WHAT THE TASK REQUIRES – Scan the records for the word "from". Copy each line that includes it.

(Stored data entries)

use std::time::Duration;
use thiserror::Error;

#[derive(Error, Debug)]
pub enum ScanError {
    #[error("HTTP request failed: {0}")]
    HttpError(#[from] reqwest::Error),

    #[error("Browser error: {0}")]
    Browser(#[from] chromiumoxide::error::CdpError),

    #[error("Failed to launch browser session: {0}")]
    Launch(String),

    #[error("Navigation to {url} failed: {reason}")]
    Navigation { url: String, reason: String },

    #[error("Timed out after {}s waiting for {url}", .waited.as_secs_f32())]
    Timeout { url: String, waited: Duration },

    #[error("Invalid URL: {0}")]
    InvalidUrl(String),

    #[error("Invalid selector '{0}'")]
    InvalidSelector(String),

    #[error("Configuration error: {0}")]
    Config(String),

    #[error("IO error: {0}")]
    IoError(#[from] std::io::Error),
}

pub type Result<T> = std::result::Result<T, ScanError>;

ANSWER TO THE EXERCISE –
    HttpError(#[from] reqwest::Error),
    Browser(#[from] chromiumoxide::error::CdpError),
    IoError(#[from] std::io::Error),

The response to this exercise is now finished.